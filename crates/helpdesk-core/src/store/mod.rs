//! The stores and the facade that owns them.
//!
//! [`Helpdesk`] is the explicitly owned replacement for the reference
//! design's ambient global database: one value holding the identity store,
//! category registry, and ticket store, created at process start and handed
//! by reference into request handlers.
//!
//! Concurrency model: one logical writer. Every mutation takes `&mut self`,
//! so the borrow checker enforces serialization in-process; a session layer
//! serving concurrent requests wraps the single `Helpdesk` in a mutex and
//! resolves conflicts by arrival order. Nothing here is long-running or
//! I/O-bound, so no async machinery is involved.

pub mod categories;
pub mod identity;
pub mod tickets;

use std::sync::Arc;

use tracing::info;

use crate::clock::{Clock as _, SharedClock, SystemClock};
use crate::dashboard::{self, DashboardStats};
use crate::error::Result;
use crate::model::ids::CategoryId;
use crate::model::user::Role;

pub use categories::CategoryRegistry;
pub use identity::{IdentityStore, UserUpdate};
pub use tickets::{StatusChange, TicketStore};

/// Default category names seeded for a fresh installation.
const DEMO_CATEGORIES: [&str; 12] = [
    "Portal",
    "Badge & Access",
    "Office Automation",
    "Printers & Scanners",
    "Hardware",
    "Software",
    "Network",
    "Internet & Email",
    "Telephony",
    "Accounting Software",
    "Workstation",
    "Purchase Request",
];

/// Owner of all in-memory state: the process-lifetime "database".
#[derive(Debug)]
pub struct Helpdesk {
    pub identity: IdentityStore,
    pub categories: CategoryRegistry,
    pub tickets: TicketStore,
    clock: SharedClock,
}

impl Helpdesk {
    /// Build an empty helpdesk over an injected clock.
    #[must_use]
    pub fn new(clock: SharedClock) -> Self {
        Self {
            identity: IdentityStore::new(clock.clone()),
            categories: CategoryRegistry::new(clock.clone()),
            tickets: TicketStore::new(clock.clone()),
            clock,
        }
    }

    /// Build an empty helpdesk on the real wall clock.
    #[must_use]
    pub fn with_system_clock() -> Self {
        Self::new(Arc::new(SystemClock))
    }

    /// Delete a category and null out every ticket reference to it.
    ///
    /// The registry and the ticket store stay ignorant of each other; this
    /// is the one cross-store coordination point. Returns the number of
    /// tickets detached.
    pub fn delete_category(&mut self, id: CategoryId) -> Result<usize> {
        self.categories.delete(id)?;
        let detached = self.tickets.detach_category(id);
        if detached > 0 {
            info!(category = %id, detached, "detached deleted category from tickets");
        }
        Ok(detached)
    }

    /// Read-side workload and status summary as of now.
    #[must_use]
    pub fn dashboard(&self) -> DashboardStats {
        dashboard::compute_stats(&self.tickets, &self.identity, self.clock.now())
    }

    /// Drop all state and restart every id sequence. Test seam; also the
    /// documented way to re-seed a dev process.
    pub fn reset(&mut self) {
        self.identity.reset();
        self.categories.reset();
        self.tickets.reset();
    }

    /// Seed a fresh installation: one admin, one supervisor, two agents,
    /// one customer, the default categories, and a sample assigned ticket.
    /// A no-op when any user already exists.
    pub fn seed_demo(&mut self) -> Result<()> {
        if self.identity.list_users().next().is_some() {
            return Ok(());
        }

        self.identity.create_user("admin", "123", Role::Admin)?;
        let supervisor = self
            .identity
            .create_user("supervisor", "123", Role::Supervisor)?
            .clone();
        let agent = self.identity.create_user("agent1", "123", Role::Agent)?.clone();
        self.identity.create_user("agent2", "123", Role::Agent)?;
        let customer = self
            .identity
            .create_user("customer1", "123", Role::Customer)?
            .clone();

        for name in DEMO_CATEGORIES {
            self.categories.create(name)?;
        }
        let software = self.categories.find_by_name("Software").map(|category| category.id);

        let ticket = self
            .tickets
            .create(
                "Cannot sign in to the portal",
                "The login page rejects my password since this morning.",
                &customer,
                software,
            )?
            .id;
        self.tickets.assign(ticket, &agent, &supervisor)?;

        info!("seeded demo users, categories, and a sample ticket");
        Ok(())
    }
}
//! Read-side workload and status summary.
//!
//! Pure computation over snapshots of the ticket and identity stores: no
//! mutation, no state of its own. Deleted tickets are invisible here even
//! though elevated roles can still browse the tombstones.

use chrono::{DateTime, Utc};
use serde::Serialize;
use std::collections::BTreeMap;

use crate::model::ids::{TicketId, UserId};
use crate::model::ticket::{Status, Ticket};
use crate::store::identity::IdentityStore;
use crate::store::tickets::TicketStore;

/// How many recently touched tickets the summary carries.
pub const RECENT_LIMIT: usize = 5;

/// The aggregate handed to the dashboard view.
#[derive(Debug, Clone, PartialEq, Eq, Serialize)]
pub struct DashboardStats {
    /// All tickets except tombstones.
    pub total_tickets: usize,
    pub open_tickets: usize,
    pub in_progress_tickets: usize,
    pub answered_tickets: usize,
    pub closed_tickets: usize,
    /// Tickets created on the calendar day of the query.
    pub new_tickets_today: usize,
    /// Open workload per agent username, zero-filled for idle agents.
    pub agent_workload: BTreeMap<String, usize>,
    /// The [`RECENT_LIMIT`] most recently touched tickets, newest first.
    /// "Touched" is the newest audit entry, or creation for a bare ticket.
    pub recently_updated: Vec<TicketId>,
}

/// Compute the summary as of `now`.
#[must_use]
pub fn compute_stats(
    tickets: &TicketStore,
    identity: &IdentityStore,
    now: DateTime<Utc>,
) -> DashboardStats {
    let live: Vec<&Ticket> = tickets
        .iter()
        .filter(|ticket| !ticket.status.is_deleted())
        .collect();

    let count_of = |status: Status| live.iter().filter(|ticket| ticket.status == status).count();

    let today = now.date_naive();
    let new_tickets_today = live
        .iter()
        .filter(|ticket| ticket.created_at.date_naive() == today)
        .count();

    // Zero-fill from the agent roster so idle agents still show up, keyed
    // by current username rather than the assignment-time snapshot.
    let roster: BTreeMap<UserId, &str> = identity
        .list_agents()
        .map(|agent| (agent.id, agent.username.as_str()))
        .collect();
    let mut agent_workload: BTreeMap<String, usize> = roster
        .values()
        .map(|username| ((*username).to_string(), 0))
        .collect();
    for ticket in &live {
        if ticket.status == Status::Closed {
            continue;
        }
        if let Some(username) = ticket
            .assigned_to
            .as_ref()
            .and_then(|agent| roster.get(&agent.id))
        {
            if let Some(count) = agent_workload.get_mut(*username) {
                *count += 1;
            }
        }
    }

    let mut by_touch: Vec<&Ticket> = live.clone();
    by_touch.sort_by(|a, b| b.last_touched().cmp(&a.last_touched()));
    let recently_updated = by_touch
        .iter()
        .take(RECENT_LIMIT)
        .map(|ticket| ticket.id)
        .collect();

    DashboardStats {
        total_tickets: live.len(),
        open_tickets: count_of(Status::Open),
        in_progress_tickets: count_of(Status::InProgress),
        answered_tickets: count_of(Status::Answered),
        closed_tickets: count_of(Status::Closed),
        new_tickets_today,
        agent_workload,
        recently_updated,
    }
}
------------------------------------
## WHAT IS BEING ASKED
The task requires that all the material be restated word for word.

## EXPECTED ANSWER
filename crates/helpdesk-core/src/store/mod.rs
//! The stores and the facade that owns them.
//!
//! [`Helpdesk`] is the explicitly owned replacement for the reference
//! design's ambient global database: one value holding the identity store,
//! category registry, and ticket store, created at process start and handed
//! by reference into request handlers.
//!
//! Concurrency model: one logical writer. Every mutation takes `&mut self`,
//! so the borrow checker enforces serialization in-process; a session layer
//! serving concurrent requests wraps the single `Helpdesk` in a mutex and
//! resolves conflicts by arrival order. Nothing here is long-running or
//! I/O-bound, so no async machinery is involved.

pub mod categories;
pub mod identity;
pub mod tickets;

use std::sync::Arc;

use tracing::info;

use crate::clock::{Clock as _, SharedClock, SystemClock};
use crate::dashboard::{self, DashboardStats};
use crate::error::Result;
use crate::model::ids::CategoryId;
use crate::model::user::Role;

pub use categories::CategoryRegistry;
pub use identity::{IdentityStore, UserUpdate};
pub use tickets::{StatusChange, TicketStore};

/// Default category names seeded for a fresh installation.
const DEMO_CATEGORIES: [&str; 12] = [
    "Portal",
    "Badge & Access",
    "Office Automation",
    "Printers & Scanners",
    "Hardware",
    "Software",
    "Network",
    "Internet & Email",
    "Telephony",
    "Accounting Software",
    "Workstation",
    "Purchase Request",
];

/// Owner of all in-memory state: the process-lifetime "database".
#[derive(Debug)]
pub struct Helpdesk {
    pub identity: IdentityStore,
    pub categories: CategoryRegistry,
    pub tickets: TicketStore,
    clock: SharedClock,
}

impl Helpdesk {
    /// Build an empty helpdesk over an injected clock.
    #[must_use]
    pub fn new(clock: SharedClock) -> Self {
        Self {
            identity: IdentityStore::new(clock.clone()),
            categories: CategoryRegistry::new(clock.clone()),
            tickets: TicketStore::new(clock.clone()),
            clock,
        }
    }

    /// Build an empty helpdesk on the real wall clock.
    #[must_use]
    pub fn with_system_clock() -> Self {
        Self::new(Arc::new(SystemClock))
    }

    /// Delete a category and null out every ticket reference to it.
    ///
    /// The registry and the ticket store stay ignorant of each other; this
    /// is the one cross-store coordination point. Returns the number of
    /// tickets detached.
    pub fn delete_category(&mut self, id: CategoryId) -> Result<usize> {
        self.categories.delete(id)?;
        let detached = self.tickets.detach_category(id);
        if detached > 0 {
            info!(category = %id, detached, "detached deleted category from tickets");
        }
        Ok(detached)
    }

    /// Read-side workload and status summary as of now.
    #[must_use]
    pub fn dashboard(&self) -> DashboardStats {
        dashboard::compute_stats(&self.tickets, &self.identity, self.clock.now())
    }

    /// Drop all state and restart every id sequence. Test seam; also the
    /// documented way to re-seed a dev process.
    pub fn reset(&mut self) {
        self.identity.reset();
        self.categories.reset();
        self.tickets.reset();
    }

    /// Seed a fresh installation: one admin, one supervisor, two agents,
    /// one customer, the default categories, and a sample assigned ticket.
    /// A no-op when any user already exists.
    pub fn seed_demo(&mut self) -> Result<()> {
        if self.identity.list_users().next().is_some() {
            return Ok(());
        }

        self.identity.create_user("admin", "123", Role::Admin)?;
        let supervisor = self
            .identity
            .create_user("supervisor", "123", Role::Supervisor)?
            .clone();
        let agent = self.identity.create_user("agent1", "123", Role::Agent)?.clone();
        self.identity.create_user("agent2", "123", Role::Agent)?;
        let customer = self
            .identity
            .create_user("customer1", "123", Role::Customer)?
            .clone();

        for name in DEMO_CATEGORIES {
            self.categories.create(name)?;
        }
        let software = self.categories.find_by_name("Software").map(|category| category.id);

        let ticket = self
            .tickets
            .create(
                "Cannot sign in to the portal",
                "The login page rejects my password since this morning.",
                &customer,
                software,
            )?
            .id;
        self.tickets.assign(ticket, &agent, &supervisor)?;

        info!("seeded demo users, categories, and a sample ticket");
        Ok(())
    }
}
//! Read-side workload and status summary.
//!
//! Pure computation over snapshots of the ticket and identity stores: no
//! mutation, no state of its own. Deleted tickets are invisible here even
//! though elevated roles can still browse the tombstones.

use chrono::{DateTime, Utc};
use serde::Serialize;
use std::collections::BTreeMap;

use crate::model::ids::{TicketId, UserId};
use crate::model::ticket::{Status, Ticket};
use crate::store::identity::IdentityStore;
use crate::store::tickets::TicketStore;

/// How many recently touched tickets the summary carries.
pub const RECENT_LIMIT: usize = 5;

/// The aggregate handed to the dashboard view.
#[derive(Debug, Clone, PartialEq, Eq, Serialize)]
pub struct DashboardStats {
    /// All tickets except tombstones.
    pub total_tickets: usize,
    pub open_tickets: usize,
    pub in_progress_tickets: usize,
    pub answered_tickets: usize,
    pub closed_tickets: usize,
    /// Tickets created on the calendar day of the query.
    pub new_tickets_today: usize,
    /// Open workload per agent username, zero-filled for idle agents.
    pub agent_workload: BTreeMap<String, usize>,
    /// The [`RECENT_LIMIT`] most recently touched tickets, newest first.
    /// "Touched" is the newest audit entry, or creation for a bare ticket.
    pub recently_updated: Vec<TicketId>,
}

/// Compute the summary as of `now`.
#[must_use]
pub fn compute_stats(
    tickets: &TicketStore,
    identity: &IdentityStore,
    now: DateTime<Utc>,
) -> DashboardStats {
    let live: Vec<&Ticket> = tickets
        .iter()
        .filter(|ticket| !ticket.status.is_deleted())
        .collect();

    let count_of = |status: Status| live.iter().filter(|ticket| ticket.status == status).count();

    let today = now.date_naive();
    let new_tickets_today = live
        .iter()
        .filter(|ticket| ticket.created_at.date_naive() == today)
        .count();

    // Zero-fill from the agent roster so idle agents still show up, keyed
    // by current username rather than the assignment-time snapshot.
    let roster: BTreeMap<UserId, &str> = identity
        .list_agents()
        .map(|agent| (agent.id, agent.username.as_str()))
        .collect();
    let mut agent_workload: BTreeMap<String, usize> = roster
        .values()
        .map(|username| ((*username).to_string(), 0))
        .collect();
    for ticket in &live {
        if ticket.status == Status::Closed {
            continue;
        }
        if let Some(username) = ticket
            .assigned_to
            .as_ref()
            .and_then(|agent| roster.get(&agent.id))
        {
            if let Some(count) = agent_workload.get_mut(*username) {
                *count += 1;
            }
        }
    }

    let mut by_touch: Vec<&Ticket> = live.clone();
    by_touch.sort_by(|a, b| b.last_touched().cmp(&a.last_touched()));
    let recently_updated = by_touch
        .iter()
        .take(RECENT_LIMIT)
        .map(|ticket| ticket.id)
        .collect();

    DashboardStats {
        total_tickets: live.len(),
        open_tickets: count_of(Status::Open),
        in_progress_tickets: count_of(Status::InProgress),
        answered_tickets: count_of(Status::Answered),
        closed_tickets: count_of(Status::Closed),
        new_tickets_today,
        agent_workload,
        recently_updated,
    }
}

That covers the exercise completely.